Now I should also say that I do acknowledge that there are differences between the two sexes. But a lot of these physical differences, for example, being able to conceive and carry a child, are not possible for those seeking sex reassignment.

I’ve been working on this post for a few days now because I want it to effectively get across my general confusion. I just finished reading Introduction: Transsexualism, Technology, and the Idea of Gender. Before reading this article, I was so focused on gender being the major force behind a sex change, I never thought about the technology necessary for that change. This is problematic. In the past I have made the argument that technology should be seen as an extension of humanity. I stand by this argument. As someone who has been adverse to permanent physical change my entire life this seems very contradictory. However, one still has to consider that the permanent physical changes that were offered to me that I  chose not to participate in have always been of a cosmetic nature.

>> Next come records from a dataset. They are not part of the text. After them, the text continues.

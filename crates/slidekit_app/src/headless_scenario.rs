//! Scenario definition for headless slide runs.

use anyhow::{Context, Result};
use serde::Deserialize;
use slidekit_core::Anchor;
use slidekit_widgets::SlideConfig;
use std::path::Path;

/// Sequence of gesture and assertion steps.
#[derive(Debug, Clone, Deserialize)]
pub struct HeadlessScenario {
    /// Slide configuration used for every mount, unless overridden by the runner
    #[serde(default)]
    pub config: Option<SlideConfig>,
    pub steps: Vec<ScenarioStep>,
}

impl HeadlessScenario {
    /// Load a scenario from JSON text.
    pub fn from_json(input: &str) -> Result<Self> {
        Ok(serde_json::from_str(input)?)
    }

    /// Load a scenario from file.
    pub fn from_path(path: &Path) -> Result<Self> {
        let raw = std::fs::read_to_string(path)
            .with_context(|| format!("Failed to read {}", path.display()))?;
        Self::from_json(&raw).with_context(|| format!("Failed to parse {}", path.display()))
    }
}

fn default_tolerance() -> f32 {
    1e-3
}

/// One scripted step. Slides are addressed by `id`.
#[derive(Debug, Clone, Deserialize)]
#[serde(tag = "type", rename_all = "snake_case")]
pub enum ScenarioStep {
    Mount {
        id: String,
        #[serde(default)]
        committed: bool,
        #[serde(default)]
        hint: Option<String>,
        #[serde(default)]
        slided_hint: Option<String>,
        #[serde(default)]
        width: Option<f32>,
        #[serde(default)]
        height: Option<f32>,
    },
    DragStart {
        id: String,
    },
    Drag {
        id: String,
        delta: f32,
        #[serde(default)]
        velocity: f32,
    },
    Release {
        id: String,
        #[serde(default)]
        velocity: f32,
    },
    Resize {
        id: String,
        width: f32,
        height: f32,
    },
    SetCommitted {
        id: String,
        committed: bool,
    },
    Tick {
        frames: u32,
    },
    Wait {
        ms: u64,
    },
    Unmount {
        id: String,
    },
    AssertAnchor {
        id: String,
        anchor: Anchor,
    },
    AssertFraction {
        id: String,
        value: f32,
        #[serde(default = "default_tolerance")]
        tolerance: f32,
    },
    AssertCompleted {
        id: String,
        count: u32,
    },
    AssertFractions {
        id: String,
        values: Vec<f32>,
        #[serde(default = "default_tolerance")]
        tolerance: f32,
    },
}

impl ScenarioStep {
    /// Step type as written in the scenario file
    pub fn kind(&self) -> &'static str {
        match self {
            ScenarioStep::Mount { .. } => "mount",
            ScenarioStep::DragStart { .. } => "drag_start",
            ScenarioStep::Drag { .. } => "drag",
            ScenarioStep::Release { .. } => "release",
            ScenarioStep::Resize { .. } => "resize",
            ScenarioStep::SetCommitted { .. } => "set_committed",
            ScenarioStep::Tick { .. } => "tick",
            ScenarioStep::Wait { .. } => "wait",
            ScenarioStep::Unmount { .. } => "unmount",
            ScenarioStep::AssertAnchor { .. } => "assert_anchor",
            ScenarioStep::AssertFraction { .. } => "assert_fraction",
            ScenarioStep::AssertCompleted { .. } => "assert_completed",
            ScenarioStep::AssertFractions { .. } => "assert_fractions",
        }
    }
}
//! Drag axis geometry
//!
//! The thumb travels along a track whose length is the container's main-axis
//! size minus the thumb and the padding on that axis. A container too small
//! for its thumb yields an empty track rather than an error.

use serde::{Deserialize, Serialize};

/// Axis the thumb travels along
#[derive(Debug, Clone, Copy, PartialEq, Eq, Hash, Default, Serialize, Deserialize)]
#[serde(rename_all = "lowercase")]
pub enum Orientation {
    #[default]
    Horizontal,
    Vertical,
}

impl Orientation {
    /// Size of `size` along this axis
    pub fn main_axis(&self, size: Size) -> f32 {
        match self {
            Orientation::Horizontal => size.width,
            Orientation::Vertical => size.height,
        }
    }

    /// Size of `size` across this axis
    pub fn cross_axis(&self, size: Size) -> f32 {
        match self {
            Orientation::Horizontal => size.height,
            Orientation::Vertical => size.width,
        }
    }

    /// Total padding along this axis
    pub fn padding_along(&self, insets: EdgeInsets) -> f32 {
        match self {
            Orientation::Horizontal => insets.left + insets.right,
            Orientation::Vertical => insets.top + insets.bottom,
        }
    }

    /// Project a 2D pointer delta onto this axis
    pub fn project(&self, dx: f32, dy: f32) -> f32 {
        match self {
            Orientation::Horizontal => dx,
            Orientation::Vertical => dy,
        }
    }
}

/// Width and height in logical pixels
#[derive(Debug, Clone, Copy, PartialEq, Default, Serialize, Deserialize)]
pub struct Size {
    pub width: f32,
    pub height: f32,
}

impl Size {
    pub const ZERO: Size = Size {
        width: 0.0,
        height: 0.0,
    };

    pub const fn new(width: f32, height: f32) -> Self {
        Self { width, height }
    }
}

/// Padding around the track, in logical pixels
#[derive(Debug, Clone, Copy, PartialEq, Default, Serialize, Deserialize)]
#[serde(default)]
pub struct EdgeInsets {
    pub left: f32,
    pub top: f32,
    pub right: f32,
    pub bottom: f32,
}

impl EdgeInsets {
    pub const fn uniform(value: f32) -> Self {
        Self {
            left: value,
            top: value,
            right: value,
            bottom: value,
        }
    }

    pub const fn symmetric(horizontal: f32, vertical: f32) -> Self {
        Self {
            left: horizontal,
            top: vertical,
            right: horizontal,
            bottom: vertical,
        }
    }

    /// True if every side is finite and non-negative
    pub fn is_valid(&self) -> bool {
        [self.left, self.top, self.right, self.bottom]
            .iter()
            .all(|v| v.is_finite() && *v >= 0.0)
    }
}

/// Range `[0, track_length]` the thumb offset may occupy
#[derive(Debug, Clone, Copy, PartialEq, Default)]
pub struct DragExtent {
    track_length: f32,
}

impl DragExtent {
    /// An empty track: both anchors share coordinate 0
    pub const EMPTY: DragExtent = DragExtent { track_length: 0.0 };

    /// Track with an explicit length. Negative or non-finite lengths collapse to 0.
    pub fn new(track_length: f32) -> Self {
        Self {
            track_length: sanitize_length(track_length),
        }
    }

    /// Track for a container of `container` size holding a thumb of `thumb_size`
    pub fn compute(
        container: Size,
        thumb_size: f32,
        padding: EdgeInsets,
        orientation: Orientation,
    ) -> Self {
        let raw = orientation.main_axis(container)
            - (thumb_size + orientation.padding_along(padding));
        if raw < 0.0 {
            tracing::trace!(
                raw,
                "container smaller than thumb and padding, collapsing track"
            );
        }
        Self::new(raw)
    }

    pub fn track_length(&self) -> f32 {
        self.track_length
    }

    pub fn is_empty(&self) -> bool {
        self.track_length <= 0.0
    }

    /// Clamp an offset into `[0, track_length]`. NaN maps to 0.
    pub fn clamp(&self, offset: f32) -> f32 {
        if offset.is_nan() {
            return 0.0;
        }
        offset.clamp(0.0, self.track_length)
    }

    /// Offset normalized to `[0, 1]`; an empty track reports 0
    pub fn normalize(&self, offset: f32) -> f32 {
        if self.is_empty() {
            return 0.0;
        }
        (self.clamp(offset) / self.track_length).clamp(0.0, 1.0)
    }
}

fn sanitize_length(length: f32) -> f32 {
    if length.is_finite() {
        length.max(0.0)
    } else {
        0.0
    }
}
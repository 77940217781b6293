use slidekit_theme::{SlideColors, ThemePreset};

#[test]
fn preset_catalog_contains_expected_presets() {
    let mut ids: Vec<&str> = ThemePreset::all().iter().map(|p| p.id()).collect();
    ids.sort_unstable();
    assert_eq!(ids, vec!["dark", "light"]);
}

#[test]
fn presets_round_trip_through_ids() {
    for preset in ThemePreset::all() {
        assert_eq!(ThemePreset::from_id(preset.id()), Some(*preset));
    }
    assert_eq!(ThemePreset::from_id("DARK"), Some(ThemePreset::Dark));
    assert_eq!(ThemePreset::from_id("sepia"), None);
}

#[test]
fn presets_distinguish_resting_and_completed_track() {
    for preset in ThemePreset::all() {
        let colors = preset.colors();
        assert_ne!(
            colors.track_color(0.0),
            colors.track_color(1.0),
            "Preset {:?} should change track colour on completion",
            preset
        );
    }
}

#[test]
fn light_and_dark_thumbs_differ() {
    assert_ne!(
        ThemePreset::Light.colors().thumb_color(),
        ThemePreset::Dark.colors().thumb_color()
    );
}
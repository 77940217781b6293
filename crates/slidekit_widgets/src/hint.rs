//! Hint texts shown behind the thumb

/// Text pair for the two committed states
#[derive(Debug, Clone, PartialEq, Eq, Default)]
pub struct HintTexts {
    /// Shown while not committed
    pub default_text: String,
    /// Shown once committed
    pub slided_text: String,
}

impl HintTexts {
    pub fn new(default_text: impl Into<String>, slided_text: impl Into<String>) -> Self {
        Self {
            default_text: default_text.into(),
            slided_text: slided_text.into(),
        }
    }

    pub fn text_for(&self, committed: bool) -> &str {
        if committed {
            &self.slided_text
        } else {
            &self.default_text
        }
    }
}
//! SlideKit Core
//!
//! Foundational types for the slide-to-confirm gesture engine:
//!
//! - **Events**: Single-axis drag, release and resize input
//! - **Gesture phases**: Idle / Dragging / Settling transitions
//! - **Geometry**: Orientation, container sizes and the draggable track extent
//! - **Progress**: Two-anchor progress and the proximity-to-completion fraction
//!
//! # Example
//!
//! ```rust
//! use slidekit_core::{slide_fraction, Anchor, SwipeProgress};
//!
//! let progress = SwipeProgress::between(Anchor::End, Anchor::Start, 0.25);
//! assert_eq!(slide_fraction(&progress), 0.75);
//! ```

pub mod color;
pub mod error;
pub mod events;
pub mod geometry;
pub mod phase;
pub mod progress;

pub use color::Color;
pub use error::ConfigError;
pub use events::{Event, EventData, EventType};
pub use geometry::{DragExtent, EdgeInsets, Orientation, Size};
pub use phase::{GesturePhase, StateTransitions};
pub use progress::{slide_fraction, Anchor, SwipeProgress};
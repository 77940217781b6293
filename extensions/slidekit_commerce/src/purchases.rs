//! Store abstraction for purchases and restores

use std::future::Future;
use std::pin::Pin;

use thiserror::Error;

/// Product as listed by the store
#[derive(Debug, Clone, PartialEq, Eq)]
pub struct StoreProduct {
    pub identifier: String,
    pub title: String,
    /// Localised price, ready for display
    pub price_string: String,
    pub currency_code: String,
}

/// A purchasable offering wrapping a product
#[derive(Debug, Clone, PartialEq, Eq)]
pub struct Package {
    pub identifier: String,
    pub product: StoreProduct,
}

impl Package {
    pub fn new(identifier: impl Into<String>, product: StoreProduct) -> Self {
        Self {
            identifier: identifier.into(),
            product,
        }
    }
}

/// Entitlement state of the current user
#[derive(Debug, Clone, PartialEq, Eq, Default)]
pub struct CustomerInfo {
    pub app_user_id: String,
    pub active_entitlements: Vec<String>,
}

impl CustomerInfo {
    pub fn has_entitlement(&self, entitlement: &str) -> bool {
        self.active_entitlements.iter().any(|e| e == entitlement)
    }
}

/// Result of a completed purchase
#[derive(Debug, Clone, PartialEq, Eq)]
pub struct PurchaseOutcome {
    pub transaction_id: String,
    pub product_identifier: String,
    pub customer_info: CustomerInfo,
}

#[derive(Debug, Clone, PartialEq, Eq, Error)]
pub enum PurchasesError {
    #[error("purchase cancelled by user")]
    UserCancelled,
    #[error("store error: {0}")]
    Store(String),
    #[error("network error: {0}")]
    Network(String),
    #[error("product not available: {0}")]
    ProductNotAvailable(String),
    #[error("payment pending approval")]
    PaymentPending,
}

impl PurchasesError {
    /// Whether the user should simply be allowed to try again
    pub fn is_retryable(&self) -> bool {
        matches!(
            self,
            PurchasesError::UserCancelled | PurchasesError::Network(_)
        )
    }
}

/// Boxed store future
pub type PurchaseFuture<T> = Pin<Box<dyn Future<Output = Result<T, PurchasesError>> + Send>>;

/// Purchase backend. Futures must not borrow the store.
pub trait PurchaseStore: Send + Sync + 'static {
    fn purchase(&self, package: &Package) -> PurchaseFuture<PurchaseOutcome>;

    fn restore_purchases(&self) -> PurchaseFuture<CustomerInfo>;
}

In some ways, I understand what it’s like to want to be the opposite sex. To want to be the grandson my grandfather will never have, to want to be a man so that I can be stronger, make more money, and have more opportunities available to me. But I know these feelings are more about the inequality of women than they are about feeling like my body was never meant to be my body. I would never want to have to make that choice, but I would never try to take the choice from someone else.

That’s the beauty of technology: it gives the individual the ability to realize what once was impossible. While we may not all agree about how technology should be used, we can’t ignore the fact that the ability to change one’s sex is a technological advancement. It is, in some sense, one of the first ways in which consciousness was able to win over the constrains of the physical world.